» **WORK REQUEST**
Your answer should consist of each line below that contains the string "chip".

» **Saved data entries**
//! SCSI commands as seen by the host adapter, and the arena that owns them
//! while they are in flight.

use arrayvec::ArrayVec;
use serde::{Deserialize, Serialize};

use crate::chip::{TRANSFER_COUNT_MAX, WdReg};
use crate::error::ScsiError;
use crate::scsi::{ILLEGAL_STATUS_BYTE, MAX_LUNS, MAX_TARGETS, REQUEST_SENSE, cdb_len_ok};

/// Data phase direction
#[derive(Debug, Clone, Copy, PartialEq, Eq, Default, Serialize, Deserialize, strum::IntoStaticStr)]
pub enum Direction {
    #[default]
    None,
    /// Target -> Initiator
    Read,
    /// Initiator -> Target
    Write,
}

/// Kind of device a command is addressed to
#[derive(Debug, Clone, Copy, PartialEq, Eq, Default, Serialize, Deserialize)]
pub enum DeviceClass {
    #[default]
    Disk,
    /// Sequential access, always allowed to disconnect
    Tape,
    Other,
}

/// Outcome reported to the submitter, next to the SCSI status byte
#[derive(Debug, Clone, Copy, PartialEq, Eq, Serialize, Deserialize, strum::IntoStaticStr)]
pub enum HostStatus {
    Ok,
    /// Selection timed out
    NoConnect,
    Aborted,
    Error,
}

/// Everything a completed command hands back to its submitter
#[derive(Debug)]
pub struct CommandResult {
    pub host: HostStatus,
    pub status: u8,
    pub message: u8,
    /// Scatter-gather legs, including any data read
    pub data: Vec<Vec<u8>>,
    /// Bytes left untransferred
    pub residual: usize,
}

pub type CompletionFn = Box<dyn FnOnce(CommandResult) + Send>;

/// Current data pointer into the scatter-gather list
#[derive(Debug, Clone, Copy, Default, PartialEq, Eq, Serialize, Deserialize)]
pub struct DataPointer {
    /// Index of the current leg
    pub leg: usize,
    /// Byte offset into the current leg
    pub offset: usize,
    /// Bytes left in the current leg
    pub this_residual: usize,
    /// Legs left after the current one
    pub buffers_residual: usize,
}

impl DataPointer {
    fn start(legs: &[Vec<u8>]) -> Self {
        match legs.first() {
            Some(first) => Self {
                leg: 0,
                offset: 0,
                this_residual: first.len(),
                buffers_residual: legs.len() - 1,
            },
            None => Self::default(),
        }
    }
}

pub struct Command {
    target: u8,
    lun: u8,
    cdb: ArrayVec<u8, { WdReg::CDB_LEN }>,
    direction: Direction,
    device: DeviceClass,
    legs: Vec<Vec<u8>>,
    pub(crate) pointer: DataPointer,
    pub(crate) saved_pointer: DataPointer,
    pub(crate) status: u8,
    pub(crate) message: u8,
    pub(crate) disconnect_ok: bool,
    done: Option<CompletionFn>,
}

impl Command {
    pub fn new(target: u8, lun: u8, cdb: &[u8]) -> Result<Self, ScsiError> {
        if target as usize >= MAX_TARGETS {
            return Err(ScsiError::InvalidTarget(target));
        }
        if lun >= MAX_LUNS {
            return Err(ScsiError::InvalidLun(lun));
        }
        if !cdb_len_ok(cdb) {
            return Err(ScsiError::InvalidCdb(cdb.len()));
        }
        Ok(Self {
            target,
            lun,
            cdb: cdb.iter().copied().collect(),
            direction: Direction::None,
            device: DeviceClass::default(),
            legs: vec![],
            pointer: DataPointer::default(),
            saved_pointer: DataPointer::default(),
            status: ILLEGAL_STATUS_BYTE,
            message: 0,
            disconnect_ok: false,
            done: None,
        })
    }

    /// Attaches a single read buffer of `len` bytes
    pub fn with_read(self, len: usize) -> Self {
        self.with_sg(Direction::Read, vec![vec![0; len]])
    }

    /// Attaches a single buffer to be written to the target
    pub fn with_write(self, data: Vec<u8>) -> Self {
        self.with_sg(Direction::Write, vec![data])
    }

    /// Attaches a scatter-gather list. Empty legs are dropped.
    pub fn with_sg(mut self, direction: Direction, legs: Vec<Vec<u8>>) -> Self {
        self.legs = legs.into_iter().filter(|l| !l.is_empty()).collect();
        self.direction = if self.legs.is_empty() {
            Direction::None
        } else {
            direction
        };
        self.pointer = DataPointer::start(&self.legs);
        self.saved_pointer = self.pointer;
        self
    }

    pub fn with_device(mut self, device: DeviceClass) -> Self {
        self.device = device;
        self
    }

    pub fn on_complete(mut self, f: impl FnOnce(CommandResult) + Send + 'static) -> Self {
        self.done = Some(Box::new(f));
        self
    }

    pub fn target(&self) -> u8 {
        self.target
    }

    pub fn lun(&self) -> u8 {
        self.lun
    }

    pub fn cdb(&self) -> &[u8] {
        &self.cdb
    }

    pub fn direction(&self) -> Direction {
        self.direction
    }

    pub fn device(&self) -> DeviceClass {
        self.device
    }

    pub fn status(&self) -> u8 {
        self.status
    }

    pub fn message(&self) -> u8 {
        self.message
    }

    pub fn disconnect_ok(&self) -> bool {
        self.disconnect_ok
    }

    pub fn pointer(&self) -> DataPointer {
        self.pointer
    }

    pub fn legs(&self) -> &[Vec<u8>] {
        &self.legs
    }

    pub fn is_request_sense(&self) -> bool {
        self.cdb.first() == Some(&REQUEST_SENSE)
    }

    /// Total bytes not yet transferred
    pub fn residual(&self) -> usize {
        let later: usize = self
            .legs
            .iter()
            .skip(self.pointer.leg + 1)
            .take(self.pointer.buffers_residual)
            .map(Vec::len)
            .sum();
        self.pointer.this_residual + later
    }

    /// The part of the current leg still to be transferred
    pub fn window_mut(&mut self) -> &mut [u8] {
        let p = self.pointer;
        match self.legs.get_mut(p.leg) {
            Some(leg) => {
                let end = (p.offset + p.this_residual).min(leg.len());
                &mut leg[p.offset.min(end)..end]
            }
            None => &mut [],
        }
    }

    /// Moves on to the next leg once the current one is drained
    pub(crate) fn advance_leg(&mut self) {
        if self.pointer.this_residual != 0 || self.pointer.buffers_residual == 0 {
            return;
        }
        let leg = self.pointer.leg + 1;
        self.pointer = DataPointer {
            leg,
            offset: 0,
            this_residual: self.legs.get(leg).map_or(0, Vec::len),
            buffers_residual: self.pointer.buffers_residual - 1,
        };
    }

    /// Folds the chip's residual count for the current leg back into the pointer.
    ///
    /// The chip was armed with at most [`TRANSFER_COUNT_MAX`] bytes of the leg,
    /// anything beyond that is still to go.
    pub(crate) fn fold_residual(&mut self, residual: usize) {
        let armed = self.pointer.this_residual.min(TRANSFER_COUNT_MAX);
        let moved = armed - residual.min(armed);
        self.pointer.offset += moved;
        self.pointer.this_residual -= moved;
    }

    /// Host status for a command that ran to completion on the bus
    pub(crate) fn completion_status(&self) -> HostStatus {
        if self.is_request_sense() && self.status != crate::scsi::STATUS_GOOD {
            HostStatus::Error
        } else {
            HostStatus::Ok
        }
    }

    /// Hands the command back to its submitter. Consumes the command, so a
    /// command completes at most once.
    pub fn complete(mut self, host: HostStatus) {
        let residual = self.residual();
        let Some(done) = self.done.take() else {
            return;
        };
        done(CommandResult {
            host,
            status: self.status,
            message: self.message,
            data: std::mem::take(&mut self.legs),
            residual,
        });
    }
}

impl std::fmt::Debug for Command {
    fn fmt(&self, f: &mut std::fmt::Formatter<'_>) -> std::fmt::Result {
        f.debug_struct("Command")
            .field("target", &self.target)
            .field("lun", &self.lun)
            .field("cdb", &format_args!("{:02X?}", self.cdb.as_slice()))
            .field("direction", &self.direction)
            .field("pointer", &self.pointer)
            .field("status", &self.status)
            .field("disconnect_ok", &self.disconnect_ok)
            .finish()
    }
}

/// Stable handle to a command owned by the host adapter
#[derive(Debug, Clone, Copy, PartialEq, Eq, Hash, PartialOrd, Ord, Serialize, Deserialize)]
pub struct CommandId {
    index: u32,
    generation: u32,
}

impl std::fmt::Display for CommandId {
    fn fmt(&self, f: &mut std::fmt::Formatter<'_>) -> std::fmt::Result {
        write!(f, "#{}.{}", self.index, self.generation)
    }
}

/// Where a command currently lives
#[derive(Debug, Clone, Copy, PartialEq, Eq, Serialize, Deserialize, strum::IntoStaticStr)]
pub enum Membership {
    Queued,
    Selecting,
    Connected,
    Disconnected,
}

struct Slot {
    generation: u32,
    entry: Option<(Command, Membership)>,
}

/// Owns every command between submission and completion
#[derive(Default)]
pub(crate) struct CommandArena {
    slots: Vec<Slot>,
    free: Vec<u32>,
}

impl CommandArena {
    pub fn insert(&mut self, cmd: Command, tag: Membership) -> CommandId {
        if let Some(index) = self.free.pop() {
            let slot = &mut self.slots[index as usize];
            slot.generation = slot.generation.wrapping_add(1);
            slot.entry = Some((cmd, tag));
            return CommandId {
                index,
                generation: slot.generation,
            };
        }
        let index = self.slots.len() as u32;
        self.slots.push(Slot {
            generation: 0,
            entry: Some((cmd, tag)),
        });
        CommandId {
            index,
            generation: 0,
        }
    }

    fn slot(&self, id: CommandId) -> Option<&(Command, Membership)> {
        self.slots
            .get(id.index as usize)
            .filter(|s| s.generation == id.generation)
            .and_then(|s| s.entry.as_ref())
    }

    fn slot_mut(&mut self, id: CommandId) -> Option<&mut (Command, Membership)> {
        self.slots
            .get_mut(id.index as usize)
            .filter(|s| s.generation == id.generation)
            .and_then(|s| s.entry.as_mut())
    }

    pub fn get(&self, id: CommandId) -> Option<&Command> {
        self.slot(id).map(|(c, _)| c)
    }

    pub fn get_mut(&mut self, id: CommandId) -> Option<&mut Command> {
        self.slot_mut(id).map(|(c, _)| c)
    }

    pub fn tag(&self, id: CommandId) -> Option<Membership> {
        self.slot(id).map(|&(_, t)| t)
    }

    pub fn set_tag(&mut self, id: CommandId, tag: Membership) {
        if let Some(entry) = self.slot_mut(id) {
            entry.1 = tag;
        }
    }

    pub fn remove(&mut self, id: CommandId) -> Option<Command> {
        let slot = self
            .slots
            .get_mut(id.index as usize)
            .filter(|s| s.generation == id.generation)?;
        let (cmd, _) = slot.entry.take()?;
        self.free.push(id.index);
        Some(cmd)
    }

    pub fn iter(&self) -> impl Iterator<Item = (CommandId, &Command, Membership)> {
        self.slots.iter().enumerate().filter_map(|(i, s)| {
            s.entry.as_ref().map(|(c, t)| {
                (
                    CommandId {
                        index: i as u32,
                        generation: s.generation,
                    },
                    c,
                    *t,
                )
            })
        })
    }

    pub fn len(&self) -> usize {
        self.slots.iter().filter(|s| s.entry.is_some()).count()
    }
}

» **REPLY TO THE EXERCISE**
use crate::chip::{TRANSFER_COUNT_MAX, WdReg};
    /// Folds the chip's residual count for the current leg back into the pointer.
    /// The chip was armed with at most [`TRANSFER_COUNT_MAX`] bytes of the leg,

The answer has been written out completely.